HR leaders ‘haven’t seen anything yet’
Business trailblazers set the agenda on the future of work – from dealing with disruption to an entrepreneurial workforce

HR leaders and world-leading faculty gathered at the Science Museum in London to discuss challenges facing organisations. London Business School’s (LBS) HR Strategy Forum, in its sixth year, provoked a rethink in best-practice.
Preparing an on-demand workforce
Tammy Erickson, Adjunct Professor of Organisational Behaviour at LBS found inspiration in some of the inventions on display. She referenced the British innovator Henry Maudslay, who invented the first industrially practical screw-cutting lathe in 1800, which standardised the making of screws. She said: “Before the lathe, screws were made by self-employed screw-makers. They were paid for the product.”
Drawing a parallel with the nature of work before the Industrial Revolution, she said: “I predict that we will go back to a time where workers do contingent work, on a flexible basis. You will hire workers when you need their specific skills at a particular point in time.” She suggested that the key HR function of the future will be to set up a network that can be tapped as and when a company needs it.
“You won't have to own people. You will be able to rent them. Now you need to start concentrating on getting the right people in the right place to do the right work at the right time.”
Dealing with disruption
Costas Markides, Professor of Strategy and Entrepreneurship at LBS, reported that the average 18-year-old now expects to have 10–14 jobs by the age of 40. “Think of the implications,” he said. “The challenge is not how to attract the best talent anymore, it’s how to retain and energise people so they don't leave.”
Mobile technology, he added, has changed people’s habits and attitudes. “Your customers and employees are less attentive, less loyal, more informed, less patient, more demanding and more connected.” As such, companies have radically transformed how they manage their employees, how they serve their customers and how they compete with each other. But, he said, “You haven’t seen anything yet”. Radical new disruptions are on the way –including artificial intelligence, virtual reality and machine learning.
In order for organisations to deal with the next wave of disruption, people – from leaders to front-line workers – must stop thinking of disruption as a threat. “You need to frame disruption as both a threat and an opportunity,” he said. In addition, you can prepare your organisation for continuous transformation in three ways, he added.
- 1. Institutionalise the attitudes and behaviours that will enhance your agility
- 2. Develop the environment that will support and encourage these behaviours
- 3. Make the need for changing these behaviours personal and emotional.
The future of work
So far, the technological developments that we have experienced in the fourth industrial revolution have augmented non-routine, analytical work, said Lynda Gratton, Professor of Management Practice at LBS. “But it’s a very different picture for other types of work such as routine, analytical and manual tasks which have seen technology replace people,” she added.

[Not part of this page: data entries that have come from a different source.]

//! Shared baseline instances, one per dialect

use std::collections::HashMap;
use std::path::{Path, PathBuf};
use std::sync::Arc;

use log::{debug, info};

use crate::dialect::Dialect;
use crate::error::{Error, Result};

use super::SourcePatch;

/// Loads each dialect's baseline at most once and hands out shared copies
///
/// Definitions are read from `<dir>/<baseline name>.yaml`, `.yml` or
/// `.json`. Baselines can also be registered directly, which is how tests
/// and embedders without definition files use it.
#[derive(Debug, Default)]
pub struct BaselineSet {
    dir: Option<PathBuf>,
    loaded: HashMap<Dialect, Arc<SourcePatch>>,
}

impl BaselineSet {
    /// Create an empty set with no definition directory
    pub fn new() -> Self {
        Self::default()
    }

    /// Create a set that loads definitions from a directory
    pub fn from_dir<P: AsRef<Path>>(dir: P) -> Self {
        Self {
            dir: Some(dir.as_ref().to_path_buf()),
            loaded: HashMap::new(),
        }
    }

    /// Register a baseline for a dialect, replacing any previous one
    pub fn insert(&mut self, dialect: Dialect, patch: SourcePatch) -> Arc<SourcePatch> {
        let patch = Arc::new(patch);
        self.loaded.insert(dialect, Arc::clone(&patch));
        patch
    }

    /// Whether a dialect's baseline is already available
    pub fn is_loaded(&self, dialect: Dialect) -> bool {
        self.loaded.contains_key(&dialect)
    }

    /// Shared baseline of a dialect, loading it on first use
    pub fn get(&mut self, dialect: Dialect) -> Result<Arc<SourcePatch>> {
        if let Some(patch) = self.loaded.get(&dialect) {
            return Ok(Arc::clone(patch));
        }

        let path = self.definition_path(dialect)?;
        info!("Loading {} baseline from {}", dialect, path.display());
        let patch = load_definition(&path)?;
        debug!("Baseline {} ready", patch.name());
        Ok(self.insert(dialect, patch))
    }

    fn definition_path(&self, dialect: Dialect) -> Result<PathBuf> {
        let dir = self.dir.as_ref().ok_or_else(|| {
            Error::baseline(format!("no baseline registered for {dialect}"))
        })?;
        let stem = dialect.baseline_name();
        ["yaml", "yml", "json"]
            .iter()
            .map(|ext| dir.join(format!("{stem}.{ext}")))
            .find(|path| path.is_file())
            .ok_or_else(|| {
                Error::baseline(format!(
                    "no baseline definition for {dialect} in {}",
                    dir.display()
                ))
            })
    }
}

#[cfg(feature = "serde")]
fn load_definition(path: &Path) -> Result<SourcePatch> {
    super::loader::BaselineDefinition::from_file(path)?.to_source_patch()
}

#[cfg(not(feature = "serde"))]
fn load_definition(path: &Path) -> Result<SourcePatch> {
    Err(Error::baseline(format!(
        "cannot read {} without the serde feature",
        path.display()
    )))
}

#[cfg(test)]
mod tests {
    use super::*;

    #[test]
    fn test_registered_baseline_is_shared() {
        let mut set = BaselineSet::new();
        set.insert(Dialect::Boom, SourcePatch::builder("boom").build().unwrap());
        let a = set.get(Dialect::Boom).unwrap();
        let b = set.get(Dialect::Boom).unwrap();
        assert!(Arc::ptr_eq(&a, &b));
    }

    #[test]
    fn test_missing_baseline() {
        let mut set = BaselineSet::new();
        assert!(matches!(set.get(Dialect::Mbf21), Err(Error::Baseline(_))));
    }
}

Referencing data from the World Bank she said, “There are two major losers. The global poor and the traditional middle class.”
“This is the first decade that when children in Europe and the US were asked ‘Do you think you'll do better than your parents?’ they answered ‘No’. And where does that leave us?”
In her book The Shift, Professor Gratton suggested that the contract between the individual and the organisation is beginning to change. “The old contract was ‘I work to make money to buy stuff that makes me happy’. This will change to become ‘I work to make me happy’.
“Whilst your company might already say that as a philosophy, I don't see many companies actually realising how profound the change of contract will be.”
The quest for an entrepreneurial edge
Gary Hamel, Visiting Professor of Strategy and Entrepreneurship at LBS suggested that bureaucracy was sapping human potential and emphasised the need for organisations to gain an entrepreneurial edge.
“Too many companies live in fear of being Uberised. They worry their tradition-bound organisations are too slow to out-manoeuvre start-ups.” He said that their anxiety was justified as the newcomers were typically the first to embrace new technologies and wow their customers.
To activate a spirit of ingenuity, he said companies needed to commit to moving “from incremental to bold, from complex to simple, from bloated to lean and from coercive to free”.
While entrepreneurship and scale are often seen as incompatible, they can co-exist, he claimed. But only with a radical overhaul of “management as usual”. His vision of a ‘management 2.0’ world included organisations where everyone acted like the owner, leaders chosen by the led and a system where everyone reports directly to the customer.
“It will take indignation to get there. Let’s get angry about it,” he said, ending with a quote by activist Thomas Paine to drive the idea home.